COVID-19, la felicidad no es posible en soledad

Investigador reflexiona sobre la vulnerabilidad de la existencia

México/Notimex. En el marco de la emergencia sanitaria que mantiene en sus casas a gran parte de la población mundial, en las últimas semanas se ha generado una explosión de diversos contenidos desde las humanidades hasta las ciencias sociales que tratan de hacer un diagnóstico de lo que significa la crisis detonada por el COVID-19, informó el investigador José Rafael Mondragón Velázquez.
      —Sin embargo, hay una atención menor o relativamente menor respecto en la manera en que nuestras subjetividades, nuestros miedos y nuestros deseos juegan en esta emergencia social. Lo que yo he visto es más explicaciones abstractas—, expuso en entrevista con Notimex el también doctor en letras y miembro del Sistema Nacional de Investigadores.
      Comentó que esta situación vinculada con los sujetos, con los miedos y con los deseos es importante conocerla, porque ayuda a entender el clima de cansancio, de desgaste que va de la mano del esfuerzo social que las autoridades están pidiendo y que implica resguardarse en casa.
      Indicó que «tengo la sensación que más que explicaciones, lo que hay es más un agotamiento alrededor de una sobreproducción de discursos que giran sobre la pandemia; he visto cansancio y una cierta dificultad para hablar sobre nuestras propias debilidades y nuestra propia vulnerabilidad. Esto es lo que el virus nos ha traído de vuelta, lo que ha puesto frente a nuestros ojos».
      Mondragón Velázquez dijo que le preocupa observar el contexto que estamos viviendo no sólo en México, sino en otros países, cómo a la emergencia sanitaria “ha seguido una hiperproducción de contenidos para vivir la crisis en estado ´normal´; cuando lo que ocurre es que no hay nada de malo en asumir que no estamos en una situación de normalidad”.
      Explicó que “las crisis a veces son necesarias porque son el punto de partida para la ´desnormalización´ de aquello inhumano que ya existía desde antes de la crisis. Es decir, reconocer el estado de vulnerabilidad que no es propio de las crisis, sino que es constitutivo de todos los seres humanos, aunque se vea de manera más clara ante el peligro”.

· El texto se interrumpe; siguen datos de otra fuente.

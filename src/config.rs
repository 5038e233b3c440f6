//! Process configuration read from the environment

pub const DEFAULT_PORT: u16 = 3000;
pub const DEFAULT_BIND_HOST: &str = "0.0.0.0";
pub const DEFAULT_PROVIDER_BASE: &str = "https://api.twilio.com";

#[derive(Debug, Clone)]
pub struct Config {
    pub port: u16,
    pub bind_host: String,
    pub provider_base_url: String,
    /// Upper bound on retained inbound messages. `None` keeps everything.
    pub message_log_capacity: Option<usize>,
}

impl Default for Config {
    fn default() -> Self {
        Self {
            port: DEFAULT_PORT,
            bind_host: DEFAULT_BIND_HOST.to_string(),
            provider_base_url: DEFAULT_PROVIDER_BASE.to_string(),
            message_log_capacity: None,
        }
    }
}

impl Config {
    pub fn from_env() -> Self {
        Self::from_lookup(|key| std::env::var(key).ok())
    }

    /// Build a config from an arbitrary key lookup, so tests don't touch the
    /// real process environment.
    pub fn from_lookup<F>(lookup: F) -> Self
    where
        F: Fn(&str) -> Option<String>,
    {
        let defaults = Self::default();

        let port = lookup("PORT")
            .and_then(|p| p.trim().parse().ok())
            .unwrap_or(defaults.port);
        let bind_host = lookup("RELAY_BIND_HOST")
            .filter(|h| !h.trim().is_empty())
            .unwrap_or(defaults.bind_host);
        let provider_base_url = lookup("TWILIO_API_BASE")
            .map(|u| u.trim_end_matches('/').to_string())
            .filter(|u| !u.is_empty())
            .unwrap_or(defaults.provider_base_url);
        let message_log_capacity = lookup("MESSAGE_LOG_CAPACITY")
            .and_then(|c| c.trim().parse::<usize>().ok())
            .filter(|c| *c > 0);

        Self {
            port,
            bind_host,
            provider_base_url,
            message_log_capacity,
        }
    }

    pub fn bind_addr(&self) -> String {
        format!("{}:{}", self.bind_host, self.port)
    }
}

#[cfg(test)]
mod tests {
    use super::*;
    use std::collections::HashMap;

    fn lookup_from(pairs: &[(&str, &str)]) -> impl Fn(&str) -> Option<String> {
        let map: HashMap<String, String> = pairs
            .iter()
            .map(|(k, v)| (k.to_string(), v.to_string()))
            .collect();
        move |key| map.get(key).cloned()
    }

    #[test]
    fn test_defaults_when_unset() {
        let config = Config::from_lookup(|_| None);
        assert_eq!(config.port, 3000);
        assert_eq!(config.bind_addr(), "0.0.0.0:3000");
        assert_eq!(config.provider_base_url, "https://api.twilio.com");
        assert!(config.message_log_capacity.is_none());
    }

    #[test]
    fn test_port_override() {
        let config = Config::from_lookup(lookup_from(&[("PORT", "8080")]));
        assert_eq!(config.port, 8080);
    }

    #[test]
    fn test_bad_port_falls_back() {
        let config = Config::from_lookup(lookup_from(&[("PORT", "not-a-port")]));
        assert_eq!(config.port, DEFAULT_PORT);
    }

    #[test]
    fn test_provider_base_trailing_slash() {
        let config = Config::from_lookup(lookup_from(&[("TWILIO_API_BASE", "http://127.0.0.1:9000/")]));
        assert_eq!(config.provider_base_url, "http://127.0.0.1:9000");
    }

    #[test]
    fn test_zero_capacity_is_unbounded() {
        let config = Config::from_lookup(lookup_from(&[("MESSAGE_LOG_CAPACITY", "0")]));
        assert!(config.message_log_capacity.is_none());

        let config = Config::from_lookup(lookup_from(&[("MESSAGE_LOG_CAPACITY", "500")]));
        assert_eq!(config.message_log_capacity, Some(500));
    }
}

La cárcel de nuestras certezas

Así, para el investigador que ha publicado diversos estudios sobre el pensamiento crítico latinoamericano de los siglos XIX y XX, el estado de vulnerabilidad “tiene que ver con el hecho existencial de estar todo el tiempo incompletos, todo el tiempo necesitados; con el hecho de que nadie puede solo ante los grandes problemas de la vida”.
      Ello se debe a que “estamos necesitados unos de otros; y eso, también tiene que ver con ese ideal de autonomía en el que nos han educado en las sociedades occidentales. Ese es un ideal limitado, yo creo que esta situación de crisis por el COVID-19 nos ha regresado, brutalmente, a esta experiencia de que la felicidad no es posible en soledad”.
      Reflexionó en que frente a la explosión de contenidos digitales, que parecen dirigirse al mismo tiempo a todos y a ninguno, lo que ha visto, y que resulta en estos contextos mucho más útil, son las reuniones entre personas.
      —Yo en estos días me he estado dedicando espacios de encuentro, persona a persona, que se desarrollan en el ámbito de lo íntimo y vuelven a tejer la relación social que quedó desarmada por el terror de la muerte; espacio donde se vuelve posible no sólo compartir los miedos y las alegrías, también practicar la paciencia y la escucha—, refirió.
      Mencionó que “tengo un círculo de lectura donde estamos leyendo el Decamerón, de Boccaccio, que se escribió tras la experiencia de la peste que asoló a Italia; otro libro es el Tao Te King, de Lao-Tse, que invita a pensar una forma de sabiduría que está relacionada con la vulnerabilidad y con la capacidad de ayudar”.
      De esta manera, ante la emergencia sanitaria y descontrol social por el COVID-19, el académico concluyó: “así como es necesaria la filosofía, como son necesarios los diagnósticos sociológicos, como son necesarios los diagnósticos económicos, también es necesaria la imaginación, porque permite abrir esta realidad a otras realidades posibles, nos ayuda a abrirnos hacia lo inesperado, a descubrir fuerzas que se tenían ocultas y, sobre todo, nos libera de la cárcel de nuestras certezas”.